WORK TO BE COMPLETED: Copy out all lines from the material that contain the string "than".

┏━━

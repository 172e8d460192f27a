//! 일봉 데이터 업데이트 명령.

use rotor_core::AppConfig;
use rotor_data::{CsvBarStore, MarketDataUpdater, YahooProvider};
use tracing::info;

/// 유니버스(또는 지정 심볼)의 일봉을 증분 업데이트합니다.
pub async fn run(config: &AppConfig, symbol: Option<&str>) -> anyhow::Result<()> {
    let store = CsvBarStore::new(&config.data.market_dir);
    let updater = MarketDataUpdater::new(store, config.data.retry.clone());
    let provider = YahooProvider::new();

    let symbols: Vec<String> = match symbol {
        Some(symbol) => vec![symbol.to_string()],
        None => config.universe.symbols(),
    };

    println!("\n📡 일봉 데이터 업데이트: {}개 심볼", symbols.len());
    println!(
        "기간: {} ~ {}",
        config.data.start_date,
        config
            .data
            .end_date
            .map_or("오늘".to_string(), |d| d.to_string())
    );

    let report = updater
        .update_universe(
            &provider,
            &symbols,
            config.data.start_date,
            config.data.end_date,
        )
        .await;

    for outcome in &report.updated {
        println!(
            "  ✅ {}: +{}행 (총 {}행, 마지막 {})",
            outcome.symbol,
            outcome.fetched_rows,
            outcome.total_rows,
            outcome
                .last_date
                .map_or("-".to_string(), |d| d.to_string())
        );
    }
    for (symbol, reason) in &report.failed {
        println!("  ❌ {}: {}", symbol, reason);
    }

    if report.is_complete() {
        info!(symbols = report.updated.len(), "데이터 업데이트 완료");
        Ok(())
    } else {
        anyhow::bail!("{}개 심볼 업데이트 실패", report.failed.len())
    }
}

┗━━
┏━━

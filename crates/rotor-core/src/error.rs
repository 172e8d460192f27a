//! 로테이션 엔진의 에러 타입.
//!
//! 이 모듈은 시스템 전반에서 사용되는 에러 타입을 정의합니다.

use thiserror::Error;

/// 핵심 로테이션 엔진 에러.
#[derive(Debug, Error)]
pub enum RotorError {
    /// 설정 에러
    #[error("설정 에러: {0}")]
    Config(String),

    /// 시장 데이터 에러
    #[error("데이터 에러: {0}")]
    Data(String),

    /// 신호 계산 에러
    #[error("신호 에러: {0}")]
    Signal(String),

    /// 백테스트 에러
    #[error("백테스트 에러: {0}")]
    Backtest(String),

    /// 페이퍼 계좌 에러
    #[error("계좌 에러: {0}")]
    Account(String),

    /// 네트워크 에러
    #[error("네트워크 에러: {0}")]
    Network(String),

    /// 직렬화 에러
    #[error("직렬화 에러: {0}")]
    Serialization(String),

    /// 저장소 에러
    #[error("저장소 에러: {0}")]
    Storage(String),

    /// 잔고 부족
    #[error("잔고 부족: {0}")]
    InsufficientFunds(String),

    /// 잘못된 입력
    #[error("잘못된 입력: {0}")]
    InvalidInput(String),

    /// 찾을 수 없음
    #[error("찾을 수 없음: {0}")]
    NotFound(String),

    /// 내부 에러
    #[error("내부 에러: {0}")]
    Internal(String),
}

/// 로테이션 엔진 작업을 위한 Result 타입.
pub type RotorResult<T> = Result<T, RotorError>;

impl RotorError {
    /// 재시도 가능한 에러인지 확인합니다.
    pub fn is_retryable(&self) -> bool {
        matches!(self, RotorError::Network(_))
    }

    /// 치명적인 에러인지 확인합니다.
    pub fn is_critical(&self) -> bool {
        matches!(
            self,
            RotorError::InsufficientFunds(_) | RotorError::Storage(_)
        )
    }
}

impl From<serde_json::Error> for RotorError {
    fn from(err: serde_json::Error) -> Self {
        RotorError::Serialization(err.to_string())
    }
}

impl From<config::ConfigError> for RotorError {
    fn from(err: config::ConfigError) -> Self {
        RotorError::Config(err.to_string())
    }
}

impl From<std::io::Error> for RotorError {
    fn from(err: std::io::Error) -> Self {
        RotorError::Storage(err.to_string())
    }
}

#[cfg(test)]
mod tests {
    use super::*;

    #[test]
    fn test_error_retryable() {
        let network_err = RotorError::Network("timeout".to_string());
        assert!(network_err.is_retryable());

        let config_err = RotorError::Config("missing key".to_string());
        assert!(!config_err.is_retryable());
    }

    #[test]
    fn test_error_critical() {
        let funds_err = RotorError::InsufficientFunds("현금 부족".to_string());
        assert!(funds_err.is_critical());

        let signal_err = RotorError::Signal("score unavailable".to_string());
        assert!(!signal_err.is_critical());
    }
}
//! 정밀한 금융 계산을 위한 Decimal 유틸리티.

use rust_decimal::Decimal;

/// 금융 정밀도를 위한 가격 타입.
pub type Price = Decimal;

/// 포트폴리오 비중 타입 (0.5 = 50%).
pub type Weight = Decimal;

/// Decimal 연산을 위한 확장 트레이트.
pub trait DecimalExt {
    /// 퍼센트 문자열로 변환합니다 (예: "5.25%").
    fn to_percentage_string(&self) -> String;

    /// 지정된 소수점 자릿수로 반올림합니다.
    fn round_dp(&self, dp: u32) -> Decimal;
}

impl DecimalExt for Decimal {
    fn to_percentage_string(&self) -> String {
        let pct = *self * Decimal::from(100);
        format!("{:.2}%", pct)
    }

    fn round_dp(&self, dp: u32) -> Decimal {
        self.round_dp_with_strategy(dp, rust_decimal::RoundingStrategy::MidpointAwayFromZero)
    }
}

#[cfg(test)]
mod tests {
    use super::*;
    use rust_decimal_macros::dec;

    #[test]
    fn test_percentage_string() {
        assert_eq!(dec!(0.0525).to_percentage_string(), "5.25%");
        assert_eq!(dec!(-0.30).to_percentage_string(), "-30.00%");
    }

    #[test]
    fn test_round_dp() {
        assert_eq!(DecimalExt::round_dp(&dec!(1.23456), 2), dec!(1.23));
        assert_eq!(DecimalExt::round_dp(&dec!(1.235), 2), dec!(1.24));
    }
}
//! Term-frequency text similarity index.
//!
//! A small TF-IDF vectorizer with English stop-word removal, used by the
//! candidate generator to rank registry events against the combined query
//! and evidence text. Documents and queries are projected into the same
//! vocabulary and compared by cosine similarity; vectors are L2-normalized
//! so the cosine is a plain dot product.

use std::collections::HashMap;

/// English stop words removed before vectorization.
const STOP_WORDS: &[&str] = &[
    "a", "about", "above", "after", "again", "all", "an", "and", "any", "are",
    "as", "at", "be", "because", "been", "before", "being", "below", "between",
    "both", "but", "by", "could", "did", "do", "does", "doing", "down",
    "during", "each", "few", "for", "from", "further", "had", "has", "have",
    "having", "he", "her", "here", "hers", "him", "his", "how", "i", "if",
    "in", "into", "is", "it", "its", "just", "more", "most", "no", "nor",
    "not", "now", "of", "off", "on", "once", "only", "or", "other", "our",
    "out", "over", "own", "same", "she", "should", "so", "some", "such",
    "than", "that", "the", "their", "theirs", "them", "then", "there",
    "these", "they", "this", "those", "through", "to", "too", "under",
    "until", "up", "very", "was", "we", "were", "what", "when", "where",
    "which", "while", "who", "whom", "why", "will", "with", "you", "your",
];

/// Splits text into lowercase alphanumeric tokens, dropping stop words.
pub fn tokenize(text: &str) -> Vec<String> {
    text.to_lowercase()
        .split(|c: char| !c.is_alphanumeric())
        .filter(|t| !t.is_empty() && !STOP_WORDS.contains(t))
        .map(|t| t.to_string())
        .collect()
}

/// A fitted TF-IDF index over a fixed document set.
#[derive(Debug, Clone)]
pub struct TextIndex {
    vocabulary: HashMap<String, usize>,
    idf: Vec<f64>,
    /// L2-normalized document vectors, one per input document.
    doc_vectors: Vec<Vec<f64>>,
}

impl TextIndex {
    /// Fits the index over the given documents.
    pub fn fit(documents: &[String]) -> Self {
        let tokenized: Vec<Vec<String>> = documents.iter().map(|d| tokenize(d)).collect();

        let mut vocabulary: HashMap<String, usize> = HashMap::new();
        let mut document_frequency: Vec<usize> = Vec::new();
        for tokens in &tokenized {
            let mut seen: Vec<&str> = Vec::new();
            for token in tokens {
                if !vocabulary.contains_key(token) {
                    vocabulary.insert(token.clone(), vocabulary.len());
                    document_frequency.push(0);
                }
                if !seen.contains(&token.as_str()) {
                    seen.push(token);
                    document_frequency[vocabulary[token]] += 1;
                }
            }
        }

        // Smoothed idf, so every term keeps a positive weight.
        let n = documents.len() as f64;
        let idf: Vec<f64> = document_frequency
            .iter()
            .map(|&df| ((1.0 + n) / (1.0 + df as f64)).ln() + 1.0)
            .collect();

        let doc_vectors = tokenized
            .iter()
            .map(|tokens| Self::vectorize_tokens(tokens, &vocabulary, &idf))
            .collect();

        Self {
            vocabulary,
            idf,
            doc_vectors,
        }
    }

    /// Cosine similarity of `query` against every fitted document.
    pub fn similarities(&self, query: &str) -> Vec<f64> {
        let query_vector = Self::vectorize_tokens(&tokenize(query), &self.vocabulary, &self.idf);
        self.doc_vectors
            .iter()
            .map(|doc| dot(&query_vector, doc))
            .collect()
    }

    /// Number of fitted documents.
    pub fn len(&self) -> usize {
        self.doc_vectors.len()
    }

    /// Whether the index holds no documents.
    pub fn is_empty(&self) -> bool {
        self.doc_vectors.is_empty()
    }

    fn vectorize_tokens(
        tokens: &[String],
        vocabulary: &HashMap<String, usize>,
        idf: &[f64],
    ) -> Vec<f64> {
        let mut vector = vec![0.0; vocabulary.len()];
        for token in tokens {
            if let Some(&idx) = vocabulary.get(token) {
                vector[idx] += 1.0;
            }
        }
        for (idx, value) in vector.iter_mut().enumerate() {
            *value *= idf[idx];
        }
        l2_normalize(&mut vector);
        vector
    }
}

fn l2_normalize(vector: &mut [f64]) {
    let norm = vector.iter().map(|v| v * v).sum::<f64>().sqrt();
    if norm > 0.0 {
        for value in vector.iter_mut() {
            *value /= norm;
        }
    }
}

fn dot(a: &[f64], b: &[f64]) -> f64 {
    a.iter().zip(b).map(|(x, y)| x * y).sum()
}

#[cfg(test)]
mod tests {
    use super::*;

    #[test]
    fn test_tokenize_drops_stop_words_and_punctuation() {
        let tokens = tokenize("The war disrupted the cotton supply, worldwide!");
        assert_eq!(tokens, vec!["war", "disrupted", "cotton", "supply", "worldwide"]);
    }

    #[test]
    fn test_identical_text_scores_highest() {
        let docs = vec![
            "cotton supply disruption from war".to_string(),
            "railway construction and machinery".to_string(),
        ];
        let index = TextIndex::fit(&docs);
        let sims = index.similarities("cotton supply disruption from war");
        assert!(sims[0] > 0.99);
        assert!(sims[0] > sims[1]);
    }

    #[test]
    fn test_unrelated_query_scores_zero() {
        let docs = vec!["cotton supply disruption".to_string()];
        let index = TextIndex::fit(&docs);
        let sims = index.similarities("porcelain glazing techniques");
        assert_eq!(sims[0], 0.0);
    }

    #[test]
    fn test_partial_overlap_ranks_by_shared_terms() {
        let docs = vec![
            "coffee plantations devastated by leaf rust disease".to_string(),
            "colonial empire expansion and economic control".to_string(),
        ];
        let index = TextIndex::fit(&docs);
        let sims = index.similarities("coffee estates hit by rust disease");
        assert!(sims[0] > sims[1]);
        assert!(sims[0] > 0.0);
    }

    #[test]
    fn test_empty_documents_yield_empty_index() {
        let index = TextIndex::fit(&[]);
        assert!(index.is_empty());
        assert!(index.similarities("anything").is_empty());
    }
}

┗━━
┏━━

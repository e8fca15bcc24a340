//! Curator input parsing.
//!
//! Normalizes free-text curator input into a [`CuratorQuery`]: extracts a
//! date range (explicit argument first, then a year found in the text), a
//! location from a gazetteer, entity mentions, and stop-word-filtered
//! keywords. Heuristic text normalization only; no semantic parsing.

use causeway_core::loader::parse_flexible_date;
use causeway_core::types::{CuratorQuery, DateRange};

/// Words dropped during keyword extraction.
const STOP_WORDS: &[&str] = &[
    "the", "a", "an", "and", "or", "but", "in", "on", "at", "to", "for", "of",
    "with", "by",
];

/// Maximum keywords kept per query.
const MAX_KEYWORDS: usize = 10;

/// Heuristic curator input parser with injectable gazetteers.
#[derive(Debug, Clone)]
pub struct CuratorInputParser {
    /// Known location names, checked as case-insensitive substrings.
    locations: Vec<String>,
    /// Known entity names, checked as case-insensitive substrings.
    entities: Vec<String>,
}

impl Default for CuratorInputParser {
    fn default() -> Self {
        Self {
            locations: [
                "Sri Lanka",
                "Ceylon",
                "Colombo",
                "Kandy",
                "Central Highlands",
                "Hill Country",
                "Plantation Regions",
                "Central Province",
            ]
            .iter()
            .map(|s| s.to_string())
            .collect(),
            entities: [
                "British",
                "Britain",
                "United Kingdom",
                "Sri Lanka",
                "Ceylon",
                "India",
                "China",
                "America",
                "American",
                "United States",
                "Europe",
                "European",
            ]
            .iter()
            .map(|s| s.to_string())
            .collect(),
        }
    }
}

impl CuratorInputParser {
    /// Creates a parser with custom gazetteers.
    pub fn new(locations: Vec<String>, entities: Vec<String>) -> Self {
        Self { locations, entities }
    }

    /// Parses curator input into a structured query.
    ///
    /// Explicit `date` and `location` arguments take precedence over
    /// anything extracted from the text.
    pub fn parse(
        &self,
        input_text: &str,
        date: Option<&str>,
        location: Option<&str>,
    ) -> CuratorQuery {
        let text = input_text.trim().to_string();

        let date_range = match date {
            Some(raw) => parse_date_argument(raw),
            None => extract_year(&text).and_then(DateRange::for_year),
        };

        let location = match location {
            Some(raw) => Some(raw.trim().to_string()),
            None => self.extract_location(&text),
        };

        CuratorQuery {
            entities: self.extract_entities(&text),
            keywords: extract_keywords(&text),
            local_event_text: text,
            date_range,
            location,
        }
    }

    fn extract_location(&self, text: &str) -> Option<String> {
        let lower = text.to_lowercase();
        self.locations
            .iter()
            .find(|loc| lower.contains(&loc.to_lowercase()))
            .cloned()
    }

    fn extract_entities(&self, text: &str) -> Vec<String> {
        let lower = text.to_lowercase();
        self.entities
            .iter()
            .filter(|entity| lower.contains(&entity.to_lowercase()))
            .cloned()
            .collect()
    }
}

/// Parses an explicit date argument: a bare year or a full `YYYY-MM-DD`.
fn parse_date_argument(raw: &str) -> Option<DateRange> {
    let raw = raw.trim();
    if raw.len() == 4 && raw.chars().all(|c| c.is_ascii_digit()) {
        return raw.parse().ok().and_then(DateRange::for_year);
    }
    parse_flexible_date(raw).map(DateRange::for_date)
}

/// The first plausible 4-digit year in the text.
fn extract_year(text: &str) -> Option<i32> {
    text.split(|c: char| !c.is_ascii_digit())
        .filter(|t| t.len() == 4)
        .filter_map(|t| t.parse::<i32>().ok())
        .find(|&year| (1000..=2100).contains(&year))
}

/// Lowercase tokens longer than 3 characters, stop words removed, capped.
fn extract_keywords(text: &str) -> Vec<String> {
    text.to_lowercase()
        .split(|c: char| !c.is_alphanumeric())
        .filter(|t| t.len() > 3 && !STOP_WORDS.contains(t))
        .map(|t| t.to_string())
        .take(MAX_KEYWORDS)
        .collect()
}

┗━━

ANSWER TO THIS TASK:
    "than", "that", "the", "their", "theirs", "them", "then", "there",
/// Lowercase tokens longer than 3 characters, stop words removed, capped.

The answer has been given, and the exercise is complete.